What should we really get upset about? When should we take the time to do more than click a "like" button on Facebook? When do we truly care, about what? How do we pick our battles? What really matters to us?
Well, I can't speak for all women, everywhere...but...
The hard cold fact is that women are (still) the ones who bear the brunt of responsibility for birth control and child-rearing. And, we're the ones who put our bodies on the line, literally. If a man could get pregnant, we'd have every form of birth control (and yes, abortificants) right up there by the breath mints and chewing gum at the local mini-mart. (Oh, and they'd all be covered by most insurance, just like Viagra is today.) But, men can't get pregnant; however, they feel entitled to control women (yes, still, in 2012). Don't believe me? Check out what's going at the state level.
...over all, the pattern has been retrograde: humiliating obstacles to abortions, cuts in family-planning programs, and limits on comprehensive sex education in schools.

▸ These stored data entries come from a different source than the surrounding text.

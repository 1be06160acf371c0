use crossterm::event::{
    Event, KeyCode, KeyEvent, KeyEventKind, KeyModifiers, MouseButton, MouseEvent,
    MouseEventKind,
};
use tracing::trace;

use super::swipe::{PointerPosition, SwipeTracker};
use crate::game::{Direction, GameConfig};

/// What the session should do in response to a terminal event
#[derive(Debug, Clone, Copy, PartialEq, Eq)]
pub enum InputIntent {
    Steer(Direction),
    Restart,
    Quit,
    None,
}

/// Turns raw terminal events into intents. Keys map directly; left-button
/// mouse drags go through a [`SwipeTracker`].
pub struct InputHandler {
    swipe: SwipeTracker,
    cell_width_px: f32,
    cell_height_px: f32,
}

impl InputHandler {
    pub fn new(config: &GameConfig) -> Self {
        Self {
            swipe: SwipeTracker::new(config.swipe_threshold),
            cell_width_px: config.cell_width_px,
            cell_height_px: config.cell_height_px,
        }
    }

    pub fn handle_event(&mut self, event: &Event) -> InputIntent {
        match event {
            Event::Key(key) => self.handle_key_event(*key),
            Event::Mouse(mouse) => self.handle_mouse_event(*mouse),
            Event::FocusLost => {
                self.swipe.cancel();
                InputIntent::None
            }
            _ => InputIntent::None,
        }
    }

    pub fn handle_key_event(&self, key: KeyEvent) -> InputIntent {
        // Held keys repeat; releases are ignored
        if key.kind == KeyEventKind::Release {
            return InputIntent::None;
        }

        if key.modifiers.contains(KeyModifiers::CONTROL) && key.code == KeyCode::Char('c') {
            return InputIntent::Quit;
        }

        match key.code {
            KeyCode::Up => InputIntent::Steer(Direction::Up),
            KeyCode::Down => InputIntent::Steer(Direction::Down),
            KeyCode::Left => InputIntent::Steer(Direction::Left),
            KeyCode::Right => InputIntent::Steer(Direction::Right),

            KeyCode::Char(c) => match c.to_ascii_lowercase() {
                'w' => InputIntent::Steer(Direction::Up),
                's' => InputIntent::Steer(Direction::Down),
                'a' => InputIntent::Steer(Direction::Left),
                'd' => InputIntent::Steer(Direction::Right),
                'r' => InputIntent::Restart,
                'q' => InputIntent::Quit,
                _ => InputIntent::None,
            },

            KeyCode::Esc => InputIntent::Quit,
            _ => InputIntent::None,
        }
    }

    pub fn handle_mouse_event(&mut self, mouse: MouseEvent) -> InputIntent {
        let position = PointerPosition::from_cell(
            mouse.column,
            mouse.row,
            self.cell_width_px,
            self.cell_height_px,
        );

        match mouse.kind {
            MouseEventKind::Down(MouseButton::Left) => {
                self.swipe.touch_start(position);
                InputIntent::None
            }
            MouseEventKind::Drag(MouseButton::Left) => self
                .swipe
                .touch_move(position)
                .map_or(InputIntent::None, InputIntent::Steer),
            MouseEventKind::Up(MouseButton::Left) => {
                if self.swipe.is_tracking() {
                    trace!("pointer released before a swipe registered");
                }
                self.swipe.cancel();
                InputIntent::None
            }
            _ => InputIntent::None,
        }
    }
}
use std::fs::File;
use std::path::{Path, PathBuf};
use std::sync::Mutex;

use anyhow::{Context, Result};
use clap::Parser;
use torus_snake::game::GameConfig;
use torus_snake::modes::HumanMode;
use tracing_subscriber::{EnvFilter, layer::SubscriberExt, util::SubscriberInitExt};

#[derive(Parser)]
#[command(name = "torus_snake")]
#[command(version, about = "Snake on a wrapping grid")]
struct Cli {
    /// JSON config file; flags below override its values
    #[arg(long)]
    config: Option<PathBuf>,

    /// Side length of the square board (snake and food are re-centered)
    #[arg(long)]
    board_size: Option<usize>,

    /// Milliseconds between game steps
    #[arg(long)]
    tick_ms: Option<u64>,

    /// Minimum drag distance, in pixels, for a swipe
    #[arg(long)]
    swipe_threshold: Option<f32>,

    /// Seed for food placement
    #[arg(long)]
    seed: Option<u64>,

    /// Ignore direction changes straight back into the snake's neck
    #[arg(long)]
    strict_reversal: bool,

    /// Write logs to this file (the terminal is taken by the game)
    #[arg(long)]
    log_file: Option<PathBuf>,

    /// Log level used when RUST_LOG is unset
    #[arg(long, default_value = "info")]
    log_level: String,
}

impl Cli {
    fn game_config(&self) -> Result<GameConfig> {
        let mut config = match &self.config {
            Some(path) => GameConfig::load(path)?,
            None => GameConfig::default(),
        };

        if let Some(size) = self.board_size {
            let resized = GameConfig::with_board_size(size);
            config.board_size = resized.board_size;
            config.initial_head = resized.initial_head;
            config.initial_food = resized.initial_food;
        }
        if let Some(tick_ms) = self.tick_ms {
            config.tick_interval_ms = tick_ms;
        }
        if let Some(threshold) = self.swipe_threshold {
            config.swipe_threshold = threshold;
        }
        if self.seed.is_some() {
            config.seed = self.seed;
        }
        if self.strict_reversal {
            config.allow_reversal = false;
        }

        config.validate()?;
        Ok(config)
    }
}

#[tokio::main]
async fn main() -> Result<()> {
    let cli = Cli::parse();

    init_tracing(&cli.log_level, cli.log_file.as_deref())?;

    let config = cli.game_config().context("Invalid game configuration")?;
    tracing::debug!(?config, "configuration loaded");

    let mut human_mode = HumanMode::new(config);
    human_mode.run().await?;

    Ok(())
}

/// Logs go to a file when one is given and are dropped otherwise
fn init_tracing(log_level: &str, log_file: Option<&Path>) -> Result<()> {
    let Some(path) = log_file else {
        return Ok(());
    };

    let file = File::create(path)
        .with_context(|| format!("Failed to create log file {}", path.display()))?;
    let env_filter = EnvFilter::try_from_default_env().unwrap_or_else(|_| EnvFilter::new(log_level));

    tracing_subscriber::registry()
        .with(env_filter)
        .with(
            tracing_subscriber::fmt::layer()
                .with_target(true)
                .with_ansi(false)
                .with_writer(Mutex::new(file)),
        )
        .init();

    Ok(())
}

If you're a young woman living in Texas, for example, you'll very likely receive little to no sex education in school (Why, that's dirty! Go pray, girl!); can't obtain any kind of family planning (Texas cut funding by 66% (1); and will be subjected to rape (well, I'd call it that, as do many others) if you go for an abortion.
Planned parenthood is much better than unplanned. And, Ronald Reagan apparently agreed with me. He didn't have any problem funding the group.
(1) In case you didn't follow that link, this is important. "Perry and lawmakers curtailed funding for Planned Parenthood earlier this year by cutting the state's family planning budget by nearly 66 percent, from $111.5 million last biennium to $37.9 million in the next two years. In Texas, these state-funded family planning services have included birth control, STD testing, breast cancer exams, and pap smears that screen for HPV, the virus that can lead to cervical cancer — but not abortions."